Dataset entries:
* * * *
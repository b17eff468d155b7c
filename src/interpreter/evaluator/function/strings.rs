use crate::{
    error::RuntimeError,
    interpreter::{
        evaluator::core::{Context, EvalResult},
        value::core::Value,
    },
};

/// Returns the element count of a string (characters), array, or object.
/// Registered both as `length` and as `size`.
pub fn length(_context: &mut Context, args: &[Value]) -> EvalResult<Value> {
    let count = match &args[0] {
        Value::Str(s) => s.chars().count(),
        Value::Array(values) => values.len(),
        Value::Object(entries) => entries.len(),
        other => {
            return Err(RuntimeError::InvalidArgument { details: format!("cannot take the length of a value of type {}",
                                                                        other.type_name()), });
        },
    };

    Ok(Value::Number(count as f64))
}

/// Extracts the characters from `start` (inclusive) to `end` (exclusive).
///
/// Indices are character positions, clamped to the string's bounds; with
/// the third argument omitted the substring extends to the end.
pub fn substring(_context: &mut Context, args: &[Value]) -> EvalResult<Value> {
    let s = args[0].as_str()?;
    let chars: Vec<char> = s.chars().collect();

    let start = (args[1].to_number()?.trunc().max(0.0) as usize).min(chars.len());
    let end = match args.get(2) {
        Some(v) => (v.to_number()?.trunc().max(0.0) as usize).min(chars.len()),
        None => chars.len(),
    };

    let text: String = if start < end {
        chars[start..end].iter().collect()
    } else {
        String::new()
    };

    Ok(Value::Str(text))
}

/// Uppercases the string.
pub fn to_upper_case(_context: &mut Context, args: &[Value]) -> EvalResult<Value> {
    Ok(Value::Str(args[0].as_str()?.to_uppercase()))
}

/// Lowercases the string.
pub fn to_lower_case(_context: &mut Context, args: &[Value]) -> EvalResult<Value> {
    Ok(Value::Str(args[0].as_str()?.to_lowercase()))
}

/// Strips leading and trailing whitespace.
pub fn trim(_context: &mut Context, args: &[Value]) -> EvalResult<Value> {
    Ok(Value::Str(args[0].as_str()?.trim().to_string()))
}

/// Replaces every occurrence of a substring. An empty search string leaves
/// the input unchanged.
pub fn replace(_context: &mut Context, args: &[Value]) -> EvalResult<Value> {
    let s = args[0].as_str()?;
    let from = args[1].as_str()?;
    let to = args[2].as_str()?;

    if from.is_empty() {
        return Ok(Value::Str(s.to_string()));
    }

    Ok(Value::Str(s.replace(from, to)))
}

/// Splits a string on a separator into an array of strings. An empty
/// separator splits into individual characters.
pub fn split(_context: &mut Context, args: &[Value]) -> EvalResult<Value> {
    let s = args[0].as_str()?;
    let separator = args[1].as_str()?;

    let parts: Vec<Value> = if separator.is_empty() {
        s.chars().map(|c| Value::Str(c.to_string())).collect()
    } else {
        s.split(separator).map(|p| Value::Str(p.to_string())).collect()
    };

    Ok(parts.into())
}

/// Joins the elements of an array with a separator, stringifying each
/// element.
pub fn join(_context: &mut Context, args: &[Value]) -> EvalResult<Value> {
    let values = args[0].as_array()?;
    let separator = args[1].as_str()?;

    let joined = values.iter()
                       .map(std::string::ToString::to_string)
                       .collect::<Vec<_>>()
                       .join(separator);

    Ok(Value::Str(joined))
}

/// Tests whether the string contains the given substring.
pub fn contains(_context: &mut Context, args: &[Value]) -> EvalResult<Value> {
    Ok(Value::Bool(args[0].as_str()?.contains(args[1].as_str()?)))
}

/// Tests whether the string starts with the given prefix.
pub fn starts_with(_context: &mut Context, args: &[Value]) -> EvalResult<Value> {
    Ok(Value::Bool(args[0].as_str()?.starts_with(args[1].as_str()?)))
}

/// Tests whether the string ends with the given suffix.
pub fn ends_with(_context: &mut Context, args: &[Value]) -> EvalResult<Value> {
    Ok(Value::Bool(args[0].as_str()?.ends_with(args[1].as_str()?)))
}

/// Returns the character position of the first occurrence of a substring,
/// or -1 when it does not occur. A match at the start of the string
/// reports position 0.
pub fn index_of(_context: &mut Context, args: &[Value]) -> EvalResult<Value> {
    let s = args[0].as_str()?;
    let needle = args[1].as_str()?;

    let position = s.find(needle)
                    .map_or(-1.0, |byte_offset| s[..byte_offset].chars().count() as f64);

    Ok(Value::Number(position))
}

/// Repeats the string the given number of times; a non-positive count
/// yields the empty string.
pub fn repeat(_context: &mut Context, args: &[Value]) -> EvalResult<Value> {
    let s = args[0].as_str()?;
    let count = args[1].to_number()?.trunc().max(0.0) as usize;

    Ok(Value::Str(s.repeat(count)))
}

/// Pads the string on the left up to the target character length. The pad
/// string (default a single space) repeats and is cut to fit.
pub fn pad_left(_context: &mut Context, args: &[Value]) -> EvalResult<Value> {
    let (s, padding) = build_padding(args)?;
    Ok(Value::Str(format!("{padding}{s}")))
}

/// Pads the string on the right up to the target character length. The pad
/// string (default a single space) repeats and is cut to fit.
pub fn pad_right(_context: &mut Context, args: &[Value]) -> EvalResult<Value> {
    let (s, padding) = build_padding(args)?;
    Ok(Value::Str(format!("{s}{padding}")))
}

/// Computes the filler both pad directions share: the original string and
/// the repeated-then-cut pad text needed to reach the target length.
fn build_padding(args: &[Value]) -> EvalResult<(String, String)> {
    let s = args[0].as_str()?;
    let target = args[1].to_number()?.trunc().max(0.0) as usize;
    let pad = match args.get(2) {
        Some(v) => v.as_str()?.to_string(),
        None => " ".to_string(),
    };

    let current = s.chars().count();
    if current >= target || pad.is_empty() {
        return Ok((s.to_string(), String::new()));
    }

    let missing = target - current;
    let padding: String = pad.chars().cycle().take(missing).collect();

    Ok((s.to_string(), padding))
}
* * * *
Search the entries for the string "into". Copy every line that has it.

» **Solution for this problem**
/// Splits a string on a separator into an array of strings. An empty
/// separator splits into individual characters.
    Ok(parts.into())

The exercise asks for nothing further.